Work instructions. Lines from the top of the listing down to the one with "use uuid::Uuid;", inclusive, are to be copied exactly.
*** Block opens ***
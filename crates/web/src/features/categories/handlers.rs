use axum::{
    Json,
    extract::State,
    http::StatusCode,
    response::{IntoResponse, Response},
};
use storage::{
    Database,
    dto::{
        category::{CategoryResponse, CreateCategoryRequest},
        common::{PaginatedResponse, PaginationParams},
    },
    error::StorageError,
};
use uuid::Uuid;
use validator::Validate;

use crate::error::WebError;
use crate::extract::{AppJson, AppPath, AppQuery};

use super::services;

#[utoipa::path(
    post,
    path = "/categorias/",
    request_body = CreateCategoryRequest,
    responses(
        (status = 201, description = "Category created successfully", body = CategoryResponse),
        (status = 400, description = "Validation error"),
        (status = 409, description = "Category already exists")
    ),
    tag = "categories"
)]
pub async fn create_category(
    State(db): State<Database>,
    AppJson(req): AppJson<CreateCategoryRequest>,
) -> Result<Response, WebError> {
    req.validate()?;

    let category = services::create_category(db.pool(), req).await?;

    Ok((StatusCode::CREATED, Json(CategoryResponse::from(category))).into_response())
}

#[utoipa::path(
    get,
    path = "/categorias/",
    params(PaginationParams),
    responses(
        (status = 200, description = "Page of categories, possibly empty", body = PaginatedResponse<CategoryResponse>),
        (status = 400, description = "Invalid pagination parameters")
    ),
    tag = "categories"
)]
pub async fn list_categories(
    State(db): State<Database>,
    AppQuery(page): AppQuery<PaginationParams>,
) -> Result<Response, WebError> {
    page.validate().map_err(WebError::BadRequest)?;

    let (categories, total) = services::list_categories(db.pool(), page).await?;

    let response =
        PaginatedResponse::new(categories, total, page).map(CategoryResponse::from);

    Ok(Json(response).into_response())
}

#[utoipa::path(
    get,
    path = "/categorias/{id}",
    params(
        ("id" = Uuid, Path, description = "Category id")
    ),
    responses(
        (status = 200, description = "Category found", body = CategoryResponse),
        (status = 404, description = "Category not found")
    ),
    tag = "categories"
)]
pub async fn get_category(
    State(db): State<Database>,
    AppPath(id): AppPath<Uuid>,
) -> Result<Response, WebError> {
    let category = services::get_category(db.pool(), id)
        .await
        .map_err(|e| match e {
            StorageError::NotFound => {
                WebError::NotFound(format!("Categoria não encontrada no ID: {}", id))
            }
            other => WebError::from(other),
        })?;

    Ok(Json(CategoryResponse::from(category)).into_response())
}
*** Block closes ***
Written reply.
filename crates/web/src/features/categories/handlers.rs
use axum::{
    Json,
    extract::State,
    http::StatusCode,
    response::{IntoResponse, Response},
};
use storage::{
    Database,
    dto::{
        category::{CategoryResponse, CreateCategoryRequest},
        common::{PaginatedResponse, PaginationParams},
    },
    error::StorageError,
};
use uuid::Uuid;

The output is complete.